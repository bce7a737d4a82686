use std::collections::HashMap;
use std::path::Path;

use anyhow::{Context, Result};
use rusqlite::{params, OptionalExtension};

use crate::domain::entities::header::NodeId;
use crate::domain::entities::observation::{DatasetExtract, SheetExtract};
use crate::infra::sqlite::schema::open_connection;
use crate::usecase::ports::repo::{
    DatasetRecord, NodeRecord, SheetRecord, StoredAnnotation, StoredObservation,
};

/// Persists a whole dataset extract in one transaction. Sheets without any
/// marked cell are left out, matching the descriptor emitter. Returns the
/// dataset row id.
pub fn insert_dataset_extract(db_path: &Path, extract: &DatasetExtract) -> Result<i64> {
    let mut conn = open_connection(db_path)?;
    let tx = conn
        .transaction()
        .context("failed to start dataset insert transaction")?;

    let descriptor = &extract.descriptor;
    tx.execute(
        "INSERT INTO dataset(name, source_path, sheet_count, started_at, ended_at)
         VALUES (?1, ?2, ?3, ?4, ?5)",
        params![
            descriptor.name,
            descriptor.source_path,
            descriptor.sheet_count,
            descriptor.started_at.to_rfc3339(),
            descriptor.ended_at.to_rfc3339(),
        ],
    )
    .context("failed to insert dataset")?;
    let dataset_id = tx.last_insert_rowid();

    for sheet in &extract.sheets {
        insert_sheet_extract(&tx, dataset_id, sheet)?;
    }

    tx.commit().context("failed to commit dataset insert")?;
    Ok(dataset_id)
}

fn insert_sheet_extract(
    tx: &rusqlite::Transaction<'_>,
    dataset_id: i64,
    sheet: &SheetExtract,
) -> Result<()> {
    let descriptor = &sheet.descriptor;
    tx.execute(
        "INSERT INTO sheet(dataset_id, sheet_idx, name, row_count, col_count, marked_cells)
         VALUES (?1, ?2, ?3, ?4, ?5, ?6)",
        params![
            dataset_id,
            descriptor.id.0,
            descriptor.name,
            descriptor.row_count,
            descriptor.col_count,
            descriptor.marked_cells,
        ],
    )
    .with_context(|| format!("failed to insert sheet: {}", descriptor.name))?;
    let sheet_id = tx.last_insert_rowid();

    let mut insert_title = tx
        .prepare("INSERT INTO sheet_title(sheet_id, pos, title) VALUES (?1, ?2, ?3)")
        .context("failed to prepare title insert")?;
    for (pos, title) in descriptor.titles.iter().enumerate() {
        insert_title
            .execute(params![sheet_id, pos as i64, title])
            .context("failed to insert sheet title")?;
    }
    drop(insert_title);

    // Nodes first without links, then the parent/property references once
    // every node has a row id.
    let mut node_ids: HashMap<NodeId, i64> = HashMap::new();
    let mut insert_node = tx
        .prepare(
            "INSERT INTO header_node(sheet_id, row, col, kind, label)
             VALUES (?1, ?2, ?3, ?4, ?5)",
        )
        .context("failed to prepare node insert")?;
    for node in sheet.nodes.iter() {
        insert_node
            .execute(params![
                sheet_id,
                node.id.cell.row,
                node.id.cell.col,
                node.kind.as_str(),
                node.label,
            ])
            .context("failed to insert header node")?;
        node_ids.insert(node.id, tx.last_insert_rowid());
    }
    drop(insert_node);

    let mut link_node = tx
        .prepare("UPDATE header_node SET parent_id = ?1, bound_property_id = ?2 WHERE id = ?3")
        .context("failed to prepare node link update")?;
    for node in sheet.nodes.iter() {
        let parent_id = node.parent.and_then(|p| node_ids.get(&p)).copied();
        let bound_property_id = node
            .bound_property
            .and_then(|p| node_ids.get(&p))
            .copied();
        if parent_id.is_some() || bound_property_id.is_some() {
            link_node
                .execute(params![parent_id, bound_property_id, node_ids[&node.id]])
                .context("failed to link header node")?;
        }
    }
    drop(link_node);

    let mut insert_observation = tx
        .prepare("INSERT INTO observation(sheet_id, row, col, value) VALUES (?1, ?2, ?3, ?4)")
        .context("failed to prepare observation insert")?;
    let mut insert_dimension = tx
        .prepare(
            "INSERT OR IGNORE INTO observation_dimension(observation_id, node_id)
             VALUES (?1, ?2)",
        )
        .context("failed to prepare dimension insert")?;
    for observation in &sheet.observations {
        insert_observation
            .execute(params![
                sheet_id,
                observation.cell.row,
                observation.cell.col,
                observation.value,
            ])
            .context("failed to insert observation")?;
        let observation_id = tx.last_insert_rowid();
        for dimension in &observation.dimensions {
            if let Some(node_id) = node_ids.get(dimension) {
                insert_dimension
                    .execute(params![observation_id, node_id])
                    .context("failed to insert observation dimension")?;
            }
        }
    }
    drop(insert_observation);
    drop(insert_dimension);

    let mut insert_annotation = tx
        .prepare(
            "INSERT INTO annotation(sheet_id, row, col, text, author, noted_on)
             VALUES (?1, ?2, ?3, ?4, ?5, ?6)",
        )
        .context("failed to prepare annotation insert")?;
    for annotation in &sheet.annotations {
        insert_annotation
            .execute(params![
                sheet_id,
                annotation.cell.row,
                annotation.cell.col,
                annotation.text,
                annotation.author,
                annotation.date.map(|d| d.to_string()),
            ])
            .context("failed to insert annotation")?;
    }
    drop(insert_annotation);

    Ok(())
}

pub fn list_datasets(db_path: &Path) -> Result<Vec<DatasetRecord>> {
    let conn = open_connection(db_path)?;
    let mut stmt = conn
        .prepare(
            "SELECT id, name, source_path, sheet_count, started_at, ended_at
             FROM dataset
             ORDER BY id ASC",
        )
        .context("failed to prepare dataset query")?;

    let records = stmt
        .query_map([], |row| {
            Ok(DatasetRecord {
                id: row.get(0)?,
                name: row.get(1)?,
                source_path: row.get(2)?,
                sheet_count: row.get(3)?,
                started_at: row.get(4)?,
                ended_at: row.get(5)?,
            })
        })
        .context("failed to query datasets")?
        .collect::<rusqlite::Result<Vec<_>>>()
        .context("failed to read dataset rows")?;

    Ok(records)
}

pub fn list_sheets(db_path: &Path, dataset_id: i64) -> Result<Vec<SheetRecord>> {
    let conn = open_connection(db_path)?;
    let mut stmt = conn
        .prepare(
            "SELECT id, sheet_idx, name, row_count, col_count, marked_cells
             FROM sheet
             WHERE dataset_id = ?1
             ORDER BY sheet_idx ASC",
        )
        .context("failed to prepare sheet query")?;

    let records = stmt
        .query_map([dataset_id], |row| {
            Ok(SheetRecord {
                id: row.get(0)?,
                sheet_idx: row.get(1)?,
                name: row.get(2)?,
                row_count: row.get(3)?,
                col_count: row.get(4)?,
                marked_cells: row.get(5)?,
            })
        })
        .context("failed to query sheets")?
        .collect::<rusqlite::Result<Vec<_>>>()
        .context("failed to read sheet rows")?;

    Ok(records)
}

pub fn list_nodes(db_path: &Path, sheet_id: i64) -> Result<Vec<NodeRecord>> {
    let conn = open_connection(db_path)?;
    let mut stmt = conn
        .prepare(
            "SELECT id, row, col, kind, label, parent_id, bound_property_id
             FROM header_node
             WHERE sheet_id = ?1
             ORDER BY row ASC, col ASC, kind ASC",
        )
        .context("failed to prepare node query")?;

    let records = stmt
        .query_map([sheet_id], |row| {
            Ok(NodeRecord {
                id: row.get(0)?,
                row: row.get(1)?,
                col: row.get(2)?,
                kind: row.get(3)?,
                label: row.get(4)?,
                parent_id: row.get(5)?,
                bound_property_id: row.get(6)?,
            })
        })
        .context("failed to query nodes")?
        .collect::<rusqlite::Result<Vec<_>>>()
        .context("failed to read node rows")?;

    Ok(records)
}

pub fn load_observations(db_path: &Path, sheet_id: i64) -> Result<Vec<StoredObservation>> {
    let conn = open_connection(db_path)?;
    let mut stmt = conn
        .prepare(
            "SELECT id, row, col, value
             FROM observation
             WHERE sheet_id = ?1
             ORDER BY row ASC, col ASC",
        )
        .context("failed to prepare observation query")?;

    let mut dim_stmt = conn
        .prepare(
            "SELECT n.label
             FROM observation_dimension d
             JOIN header_node n ON n.id = d.node_id
             WHERE d.observation_id = ?1
             ORDER BY n.row ASC, n.col ASC, n.kind ASC",
        )
        .context("failed to prepare dimension query")?;

    let base = stmt
        .query_map([sheet_id], |row| {
            let id: i64 = row.get(0)?;
            Ok((
                id,
                StoredObservation {
                    row: row.get(1)?,
                    col: row.get(2)?,
                    value: row.get(3)?,
                    dimensions: Vec::new(),
                },
            ))
        })
        .context("failed to query observations")?
        .collect::<rusqlite::Result<Vec<_>>>()
        .context("failed to read observation rows")?;

    let mut observations = Vec::with_capacity(base.len());
    for (observation_id, mut observation) in base {
        observation.dimensions = dim_stmt
            .query_map([observation_id], |row| row.get::<_, String>(0))
            .context("failed to query observation dimensions")?
            .collect::<rusqlite::Result<Vec<_>>>()
            .context("failed to read observation dimensions")?;
        observations.push(observation);
    }

    Ok(observations)
}

pub fn load_annotations(db_path: &Path, sheet_id: i64) -> Result<Vec<StoredAnnotation>> {
    let conn = open_connection(db_path)?;
    let mut stmt = conn
        .prepare(
            "SELECT row, col, text, author, noted_on
             FROM annotation
             WHERE sheet_id = ?1
             ORDER BY row ASC, col ASC",
        )
        .context("failed to prepare annotation query")?;

    let records = stmt
        .query_map([sheet_id], |row| {
            Ok(StoredAnnotation {
                row: row.get(0)?,
                col: row.get(1)?,
                text: row.get(2)?,
                author: row.get(3)?,
                noted_on: row.get(4)?,
            })
        })
        .context("failed to query annotations")?
        .collect::<rusqlite::Result<Vec<_>>>()
        .context("failed to read annotation rows")?;

    Ok(records)
}

pub fn observation_count(db_path: &Path, dataset_id: i64) -> Result<i64> {
    let conn = open_connection(db_path)?;
    let count = conn
        .query_row(
            "SELECT COUNT(*)
             FROM observation o
             JOIN sheet s ON s.id = o.sheet_id
             WHERE s.dataset_id = ?1",
            [dataset_id],
            |row| row.get(0),
        )
        .optional()
        .context("failed to count observations")?
        .unwrap_or(0);
    Ok(count)
}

§ §

Task details: Wherever the string "SELECT" is found in the entries, copy the line it sits in.

Exercise answer:
            "SELECT id, name, source_path, sheet_count, started_at, ended_at
            "SELECT id, sheet_idx, name, row_count, col_count, marked_cells
            "SELECT id, row, col, kind, label, parent_id, bound_property_id
            "SELECT id, row, col, value
            "SELECT n.label
            "SELECT row, col, text, author, noted_on
            "SELECT COUNT(*)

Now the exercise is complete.